Le maniement des symboles est un exercice casse-gueule. Au moins autant que celui de dessiner un pavillon. Car convoquer le cliché culcul-la-praline d’un Monet comme s’il avait été le dernier de nos artistes les plus talentueux, ou celui du siècle des lumières pris au premier degré, oubliant surtout que le XVIIIe siècle nous a laissé le Traité sur la tolérance de Voltaire et les bases de la démocratie. Nos nouveaux meilleurs amis, sortis des sables comme un mirage, sont en revanche réputés pour l’autoritarisme de la famille dirigeante, la censure politique et médiatique…
Certes les expositions universelles n’ont jamais eu de rôle politique ou polémique. Si elles sont dans leurs discours alors plus proches du festival de Cannes, il n’empêche qu’un peu de subtilité et de courage n’auraient pas nui ; à la vacuité intellectuelle et prospective de l’événement, il nous est offert une publicité pour un fabricant de tuiles !
Les expositions universelles, autrefois foires d’excellence et d’innovations techniques ne sont plus aujourd’hui qu’un grand supermarché géant, moins chic que RodeoDrive, plus riches que les Halles, plus perdues que l’Atoll.
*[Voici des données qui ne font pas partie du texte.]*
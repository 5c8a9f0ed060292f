//! Per-delivery processing.
//!
//! A delivery carries only a task pointer. The processor loads the row,
//! takes the lease, runs the step's work unit unless the output already
//! exists, and records the outcome. Every path ends in a [`Settlement`]
//! telling the executor what to do with the delivery.

use std::sync::Arc;
use std::time::{Duration, Instant};

use tracing::{debug, Instrument};

use mediaflow_db::TaskStore;
use mediaflow_models::{
    Clock, NoopObserver, PipelineEvent, PipelineObserver, ProcessingTask, SystemClock, TaskId,
    TaskMessage,
};
use mediaflow_storage::ObjectStore;

use crate::claim::{route_claim_failure, ClaimRoute};
use crate::config::WorkerConfig;
use crate::error::WorkError;
use crate::logging::TaskLogger;
use crate::pipeline::PipelineAdvancer;
use crate::retry::{Disposition, RetryPolicy};
use crate::settlement::Settlement;
use crate::work::WorkRegistry;

/// Margin past a lease's end before its pointer is shown again.
const LEASE_GRACE: Duration = Duration::from_secs(1);

/// Knobs the processor needs from the worker configuration.
#[derive(Debug, Clone)]
pub struct ProcessorSettings {
    pub worker_id: String,
    pub lease: Duration,
    pub work_timeout: Duration,
    pub retry: RetryPolicy,
}

impl From<&WorkerConfig> for ProcessorSettings {
    fn from(config: &WorkerConfig) -> Self {
        Self {
            worker_id: config.worker_id.clone(),
            lease: config.lease,
            work_timeout: config.work_timeout,
            retry: RetryPolicy::new(config.max_retries, config.retry_backoff),
        }
    }
}

/// Turns one delivery body into one settlement.
pub struct TaskProcessor {
    tasks: Arc<dyn TaskStore>,
    objects: Arc<dyn ObjectStore>,
    registry: WorkRegistry,
    advancer: PipelineAdvancer,
    observer: Arc<dyn PipelineObserver>,
    clock: Arc<dyn Clock>,
    settings: ProcessorSettings,
}

impl TaskProcessor {
    pub fn new(
        tasks: Arc<dyn TaskStore>,
        objects: Arc<dyn ObjectStore>,
        registry: WorkRegistry,
        advancer: PipelineAdvancer,
        settings: ProcessorSettings,
    ) -> Self {
        Self {
            tasks,
            objects,
            registry,
            advancer,
            observer: Arc::new(NoopObserver),
            clock: Arc::new(SystemClock),
            settings,
        }
    }

    pub fn with_observer(mut self, observer: Arc<dyn PipelineObserver>) -> Self {
        self.observer = observer;
        self
    }

    /// Clock used to route refused claims. Must agree with the store's.
    pub fn with_clock(mut self, clock: Arc<dyn Clock>) -> Self {
        self.clock = clock;
        self
    }

    pub fn settings(&self) -> &ProcessorSettings {
        &self.settings
    }

    /// Process one delivery body.
    pub async fn process(&self, body: &[u8]) -> Settlement {
        let message = match TaskMessage::from_bytes(body) {
            Ok(message) => message,
            Err(e) => {
                tracing::warn!(error = %e, bytes = body.len(), "Rejecting malformed task pointer");
                self.observer.record(&PipelineEvent::Rejected);
                return Settlement::Reject(e.to_string());
            }
        };

        let logger = TaskLogger::new(&message, &self.settings.worker_id);
        let span = logger.create_span();
        self.process_message(&message, &logger)
            .instrument(span)
            .await
    }

    async fn process_message(&self, message: &TaskMessage, logger: &TaskLogger) -> Settlement {
        // Read before claiming so a lost read never strands a RUNNING row.
        let task = match self.tasks.get_task(&message.task_id).await {
            Ok(Some(task)) => task,
            Ok(None) => {
                logger.log_warning(0, "task row not found, dropping pointer");
                return Settlement::Ack;
            }
            Err(e) => {
                logger.log_warning(0, &format!("task load failed: {}", e));
                self.observer.record(&PipelineEvent::Transient);
                return Settlement::requeue();
            }
        };

        if task.status.is_terminal() {
            debug!(status = %task.status, "Task already resolved");
            self.observer.record(&PipelineEvent::ClaimContended);
            return Settlement::Ack;
        }

        match self
            .tasks
            .claim(&task.id, &self.settings.worker_id, self.settings.lease)
            .await
        {
            Ok(true) => {}
            Ok(false) => return self.route_refused(&task.id, logger).await,
            Err(e) => {
                logger.log_warning(task.retry_count, &format!("claim failed: {}", e));
                self.observer.record(&PipelineEvent::Transient);
                return Settlement::requeue();
            }
        }

        // The pre-claim read may predate a retry recorded by another worker.
        let task = match self.tasks.get_task(&task.id).await {
            Ok(Some(task)) => task,
            Ok(None) => {
                logger.log_warning(0, "task row vanished after claim");
                return Settlement::Ack;
            }
            Err(e) => {
                logger.log_warning(task.retry_count, &format!("reload after claim failed: {}", e));
                self.observer.record(&PipelineEvent::Transient);
                return Settlement::Hold {
                    after: self.settings.lease + LEASE_GRACE,
                };
            }
        };

        self.observer.record(&PipelineEvent::Claimed {
            step: task.step.clone(),
        });
        self.run_owned(&task, logger).await
    }

    async fn route_refused(&self, id: &TaskId, logger: &TaskLogger) -> Settlement {
        let current = match self.tasks.get_task(id).await {
            Ok(current) => current,
            Err(e) => {
                logger.log_warning(0, &format!("reload after refused claim failed: {}", e));
                self.observer.record(&PipelineEvent::Transient);
                return Settlement::requeue();
            }
        };

        match route_claim_failure(current.as_ref(), self.clock.now()) {
            ClaimRoute::Contended => {
                debug!("Claim lost, another owner holds the task or it is resolved");
                self.observer.record(&PipelineEvent::ClaimContended);
                Settlement::Ack
            }
            ClaimRoute::Missing => {
                logger.log_warning(0, "task row vanished after refused claim");
                Settlement::Ack
            }
            ClaimRoute::Deferred { wait } => {
                debug!(wait = ?wait, "Backoff window still running");
                self.observer.record(&PipelineEvent::ClaimDeferred);
                Settlement::Requeue { after: wait }
            }
            ClaimRoute::Abandoned => match self.tasks.release_expired_lease(id).await {
                Ok(released) => {
                    if released {
                        logger.log_warning(0, "released expired lease of a dead owner");
                        self.observer.record(&PipelineEvent::LeaseRecovered);
                    }
                    Settlement::requeue()
                }
                Err(e) => {
                    logger.log_warning(0, &format!("lease release failed: {}", e));
                    self.observer.record(&PipelineEvent::Transient);
                    Settlement::requeue()
                }
            },
        }
    }

    /// Runs with the lease held by this worker.
    async fn run_owned(&self, task: &ProcessingTask, logger: &TaskLogger) -> Settlement {
        match self.objects.exists(&task.output_key).await {
            Ok(true) => {
                debug!(output_key = %task.output_key, "Output exists, skipping work");
                return self.finish(task, logger, None).await;
            }
            Ok(false) => {}
            Err(e) => return self.escalate(task, WorkError::from(e), logger).await,
        }

        let Some(unit) = self.registry.get(&task.step) else {
            let err = WorkError::permanent(format!("no work unit registered for step {}", task.step));
            return self.escalate(task, err, logger).await;
        };

        logger.log_start(&format!("{} -> {}", task.input_key, task.output_key));
        let started = Instant::now();
        let result = tokio::time::timeout(
            self.settings.work_timeout,
            unit.execute(&task.input_key, &task.output_key),
        )
        .await;

        match result {
            Ok(Ok(())) => self.finish(task, logger, Some(started.elapsed())).await,
            Ok(Err(e)) => self.escalate(task, e, logger).await,
            Err(_) => {
                let err = WorkError::Timeout(self.settings.work_timeout);
                self.escalate(task, err, logger).await
            }
        }
    }

    /// Chain the pipeline, then record success. `elapsed` is `None` when the
    /// work unit was skipped.
    async fn finish(
        &self,
        task: &ProcessingTask,
        logger: &TaskLogger,
        elapsed: Option<Duration>,
    ) -> Settlement {
        if let Err(e) = self.advancer.advance(task).await {
            let err = WorkError::failed(format!("pipeline advance failed: {}", e));
            return self.escalate(task, err, logger).await;
        }

        if let Err(e) = self.tasks.mark_succeeded(&task.id).await {
            let err = WorkError::failed(format!("recording success failed: {}", e));
            return self.escalate(task, err, logger).await;
        }

        let step = task.step.clone();
        match elapsed {
            Some(elapsed) => {
                logger.log_completion(&format!("took {:?}", elapsed));
                self.observer
                    .record(&PipelineEvent::Succeeded { step, elapsed });
            }
            None => {
                logger.log_completion("output already present");
                self.observer.record(&PipelineEvent::Skipped { step });
            }
        }
        Settlement::Ack
    }

    async fn escalate(&self, task: &ProcessingTask, err: WorkError, logger: &TaskLogger) -> Settlement {
        let reason = err.to_string();

        match self.settings.retry.decide(task.retry_count, err.is_permanent()) {
            Disposition::Retry { attempt, backoff } => {
                match self
                    .tasks
                    .mark_retry(&task.id, attempt, &reason, backoff)
                    .await
                {
                    Ok(()) => {
                        logger.log_warning(attempt, &reason);
                        self.observer.record(&PipelineEvent::Retried {
                            step: task.step.clone(),
                            attempt,
                        });
                        Settlement::Requeue {
                            after: Some(backoff),
                        }
                    }
                    Err(e) => self.unrecorded(task, attempt, &reason, e, logger),
                }
            }
            Disposition::Fail { attempt } => {
                match self.tasks.mark_failed(&task.id, attempt, &reason).await {
                    Ok(()) => {
                        logger.log_error(attempt, &reason);
                        self.advancer.fail(task).await;
                        self.observer.record(&PipelineEvent::Failed {
                            step: task.step.clone(),
                            attempt,
                        });
                        Settlement::DeadLetter(reason)
                    }
                    Err(e) => self.unrecorded(task, attempt, &reason, e, logger),
                }
            }
        }
    }

    /// The outcome could not be written and the row is still RUNNING under
    /// our lease. Withhold the pointer until that lease has lapsed so the
    /// next delivery finds it abandoned and recovers it.
    fn unrecorded(
        &self,
        task: &ProcessingTask,
        attempt: u32,
        reason: &str,
        e: mediaflow_db::DbError,
        logger: &TaskLogger,
    ) -> Settlement {
        logger.log_error(
            attempt,
            &format!("could not record outcome ({}): {}", reason, e),
        );
        self.observer.record(&PipelineEvent::Transient);
        let remaining = task
            .lock_until
            .and_then(|until| (until - self.clock.now()).to_std().ok())
            .unwrap_or(self.settings.lease);
        Settlement::Hold {
            after: remaining + LEASE_GRACE,
        }
    }
}
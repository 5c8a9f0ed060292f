//! Object-store key layout.

use crate::media::MediaId;

/// First pipeline stage: fit the original into a web-sized JPEG.
pub const STEP_RESIZE: &str = "resize";

/// Thumbnail stage.
pub const STEP_THUMBNAIL: &str = "thumbnail";

/// Key under which the client uploads the original.
///
/// The extension is taken from the client-supplied file name and falls back
/// to `.bin`.
pub fn original_key(media_id: &MediaId, file_name: Option<&str>) -> String {
    let ext = file_name
        .and_then(|name| {
            let base = name.rsplit('/').next().unwrap_or(name);
            base.rfind('.').map(|idx| &base[idx..])
        })
        .filter(|ext| ext.len() > 1)
        .unwrap_or(".bin");
    format!("media/{}/original{}", media_id, ext)
}

/// Deterministic artifact key for a (media, step) pair.
pub fn output_key(media_id: &MediaId, step: &str) -> String {
    format!("media/{}/{}.jpg", media_id, step)
}
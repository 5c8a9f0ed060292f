//! Built-in image work units.

use std::io::Cursor;
use std::sync::Arc;

use async_trait::async_trait;
use image::{DynamicImage, ImageOutputFormat};
use tracing::debug;

use mediaflow_models::{STEP_RESIZE, STEP_THUMBNAIL};
use mediaflow_storage::ObjectStore;

use crate::error::WorkError;
use crate::work::{WorkRegistry, WorkUnit};

const JPEG_QUALITY: u8 = 85;
const RESIZE_MAX_DIMENSION: u32 = 1024;
const THUMBNAIL_MAX_DIMENSION: u32 = 256;

/// Scales an image to fit within a square bound and stores it as JPEG.
/// Images already inside the bound are re-encoded at their own size.
pub struct FitImage {
    objects: Arc<dyn ObjectStore>,
    max_dimension: u32,
}

impl FitImage {
    pub fn new(objects: Arc<dyn ObjectStore>, max_dimension: u32) -> Self {
        Self {
            objects,
            max_dimension,
        }
    }

    pub fn max_dimension(&self) -> u32 {
        self.max_dimension
    }
}

/// Decode, fit and encode. CPU bound.
pub fn fit_to_jpeg(data: &[u8], max_dimension: u32) -> Result<Vec<u8>, WorkError> {
    let img = image::load_from_memory(data)
        .map_err(|e| WorkError::permanent(format!("undecodable input: {}", e)))?;

    let fitted = if img.width() > max_dimension || img.height() > max_dimension {
        img.thumbnail(max_dimension, max_dimension)
    } else {
        img
    };

    let mut out = Cursor::new(Vec::new());
    DynamicImage::ImageRgb8(fitted.to_rgb8())
        .write_to(&mut out, ImageOutputFormat::Jpeg(JPEG_QUALITY))
        .map_err(|e| WorkError::failed(format!("jpeg encode failed: {}", e)))?;
    Ok(out.into_inner())
}

#[async_trait]
impl WorkUnit for FitImage {
    async fn execute(&self, input_key: &str, output_key: &str) -> Result<(), WorkError> {
        let data = self.objects.get_bytes(input_key).await?;
        debug!(input_key, bytes = data.len(), max = self.max_dimension, "Fitting image");

        let max_dimension = self.max_dimension;
        let encoded = tokio::task::spawn_blocking(move || fit_to_jpeg(&data, max_dimension))
            .await
            .map_err(|e| WorkError::failed(format!("image task aborted: {}", e)))??;

        self.objects
            .put_bytes(output_key, encoded, "image/jpeg")
            .await?;
        Ok(())
    }
}

/// Registry with `resize` and `thumbnail`.
pub fn builtin_registry(objects: Arc<dyn ObjectStore>) -> WorkRegistry {
    WorkRegistry::new()
        .with(
            STEP_RESIZE,
            Arc::new(FitImage::new(objects.clone(), RESIZE_MAX_DIMENSION)),
        )
        .with(
            STEP_THUMBNAIL,
            Arc::new(FitImage::new(objects, THUMBNAIL_MAX_DIMENSION)),
        )
}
Si l’envie de chanter la Marseillaise nous est un peu passée, c’est que personne n’est réellement dupe des enjeux qui se trameront là-bas. Pour ce pavillon France (comme le paquebot ?), 28 M€, dont 20 seront assumés par l’Etat, pour concevoir 800 m² d’exposition, ce n’est finalement pas très cher payé au regard des juteux contrats d’aviation, d’armement, de recherche qui y seront signés, tandis que nos architectes rameront toujours autant sur la scène internationale.
Encore incertaine sur le plan climatique, la ville de futur se finance au moins dès maintenant. Car aux multiples gros pollueurs de la planète avec qui le rendez-vous est pris, les enjeux environnementaux, martelés à fond comme le dernier morceau de musique à la mode dans une boîte de nuit de vacances, ne feront que de la figuration.
La déception est à l’échelle du site. A l’heure où bon nombre d’architectes, accompagnés d’un bon nombre de partenaires et d’entreprises, s’évertuent chaque jour à trouver des solutions pour opérer une transition écologique efficace, réelle, d’engagement, la France offre au monde une mascarade architecturale, environnementale et climatique.